--- TO DO ---
In the records below, find each line with "KotlinSignatureProvider" and copy it.

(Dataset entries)
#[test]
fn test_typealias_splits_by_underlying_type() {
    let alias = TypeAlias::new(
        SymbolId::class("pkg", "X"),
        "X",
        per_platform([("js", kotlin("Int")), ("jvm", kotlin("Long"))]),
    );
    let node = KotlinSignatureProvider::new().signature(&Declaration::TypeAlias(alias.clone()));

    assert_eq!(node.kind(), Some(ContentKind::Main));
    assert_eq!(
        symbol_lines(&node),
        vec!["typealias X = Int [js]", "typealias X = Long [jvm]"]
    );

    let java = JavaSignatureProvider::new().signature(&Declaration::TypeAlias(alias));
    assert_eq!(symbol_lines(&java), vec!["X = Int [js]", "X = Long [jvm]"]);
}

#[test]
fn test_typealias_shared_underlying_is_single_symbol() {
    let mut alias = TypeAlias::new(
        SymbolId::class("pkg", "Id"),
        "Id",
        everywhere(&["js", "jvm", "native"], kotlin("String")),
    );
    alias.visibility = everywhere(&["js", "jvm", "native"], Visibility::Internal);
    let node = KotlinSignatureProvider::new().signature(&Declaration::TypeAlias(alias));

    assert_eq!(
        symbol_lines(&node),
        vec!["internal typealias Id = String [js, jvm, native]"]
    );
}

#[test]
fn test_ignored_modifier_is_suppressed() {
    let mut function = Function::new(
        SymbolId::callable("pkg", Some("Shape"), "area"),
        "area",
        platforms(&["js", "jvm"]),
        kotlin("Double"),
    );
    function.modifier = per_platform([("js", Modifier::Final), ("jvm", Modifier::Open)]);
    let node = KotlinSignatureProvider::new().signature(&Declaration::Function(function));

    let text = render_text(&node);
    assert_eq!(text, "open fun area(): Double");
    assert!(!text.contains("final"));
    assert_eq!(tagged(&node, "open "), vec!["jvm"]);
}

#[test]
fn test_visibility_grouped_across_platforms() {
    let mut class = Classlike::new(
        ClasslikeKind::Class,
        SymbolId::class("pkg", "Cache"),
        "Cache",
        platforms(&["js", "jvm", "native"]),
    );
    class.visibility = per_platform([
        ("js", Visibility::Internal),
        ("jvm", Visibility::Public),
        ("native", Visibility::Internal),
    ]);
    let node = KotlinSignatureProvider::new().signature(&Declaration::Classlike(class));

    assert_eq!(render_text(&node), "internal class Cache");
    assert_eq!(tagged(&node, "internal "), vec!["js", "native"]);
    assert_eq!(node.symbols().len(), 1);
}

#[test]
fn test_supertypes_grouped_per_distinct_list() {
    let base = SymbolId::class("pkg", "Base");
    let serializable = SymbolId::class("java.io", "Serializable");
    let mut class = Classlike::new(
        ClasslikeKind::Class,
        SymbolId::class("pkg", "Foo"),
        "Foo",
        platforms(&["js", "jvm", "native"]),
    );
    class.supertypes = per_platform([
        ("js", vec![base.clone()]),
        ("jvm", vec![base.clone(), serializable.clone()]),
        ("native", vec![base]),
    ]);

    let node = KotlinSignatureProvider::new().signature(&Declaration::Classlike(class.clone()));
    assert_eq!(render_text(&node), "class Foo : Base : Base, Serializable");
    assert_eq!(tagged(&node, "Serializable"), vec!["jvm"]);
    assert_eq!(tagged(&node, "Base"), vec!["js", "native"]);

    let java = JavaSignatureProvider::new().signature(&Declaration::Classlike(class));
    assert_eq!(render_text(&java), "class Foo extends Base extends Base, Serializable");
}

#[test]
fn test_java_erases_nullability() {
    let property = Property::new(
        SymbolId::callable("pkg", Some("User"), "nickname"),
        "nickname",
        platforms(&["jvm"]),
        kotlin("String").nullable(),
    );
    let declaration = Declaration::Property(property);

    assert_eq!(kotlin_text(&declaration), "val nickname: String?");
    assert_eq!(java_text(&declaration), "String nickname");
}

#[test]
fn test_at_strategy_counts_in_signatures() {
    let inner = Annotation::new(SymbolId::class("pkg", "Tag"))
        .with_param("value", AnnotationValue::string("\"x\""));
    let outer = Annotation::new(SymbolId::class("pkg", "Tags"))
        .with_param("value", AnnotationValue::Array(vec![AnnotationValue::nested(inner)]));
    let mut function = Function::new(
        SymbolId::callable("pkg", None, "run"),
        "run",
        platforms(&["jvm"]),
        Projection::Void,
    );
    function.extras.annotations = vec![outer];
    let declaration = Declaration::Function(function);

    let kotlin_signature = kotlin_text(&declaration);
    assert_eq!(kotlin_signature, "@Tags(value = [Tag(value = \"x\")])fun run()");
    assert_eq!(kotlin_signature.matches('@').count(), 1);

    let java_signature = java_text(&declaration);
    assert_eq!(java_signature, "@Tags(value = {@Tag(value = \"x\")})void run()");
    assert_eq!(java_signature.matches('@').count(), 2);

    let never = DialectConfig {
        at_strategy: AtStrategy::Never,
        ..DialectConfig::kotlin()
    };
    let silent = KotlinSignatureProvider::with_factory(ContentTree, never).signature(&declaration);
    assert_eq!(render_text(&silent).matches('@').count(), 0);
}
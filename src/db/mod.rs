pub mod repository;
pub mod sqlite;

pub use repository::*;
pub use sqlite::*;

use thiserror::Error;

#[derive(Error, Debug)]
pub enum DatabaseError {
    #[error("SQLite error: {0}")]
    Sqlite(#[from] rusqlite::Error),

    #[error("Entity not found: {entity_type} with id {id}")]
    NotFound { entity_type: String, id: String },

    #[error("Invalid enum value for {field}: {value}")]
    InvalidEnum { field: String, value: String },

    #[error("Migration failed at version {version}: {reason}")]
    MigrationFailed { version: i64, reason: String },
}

--- REPLY ---
    let node = KotlinSignatureProvider::new().signature(&Declaration::TypeAlias(alias.clone()));
    let node = KotlinSignatureProvider::new().signature(&Declaration::TypeAlias(alias));
    let node = KotlinSignatureProvider::new().signature(&Declaration::Function(function));
    let node = KotlinSignatureProvider::new().signature(&Declaration::Classlike(class));
    let node = KotlinSignatureProvider::new().signature(&Declaration::Classlike(class.clone()));
    let silent = KotlinSignatureProvider::with_factory(ContentTree, never).signature(&declaration);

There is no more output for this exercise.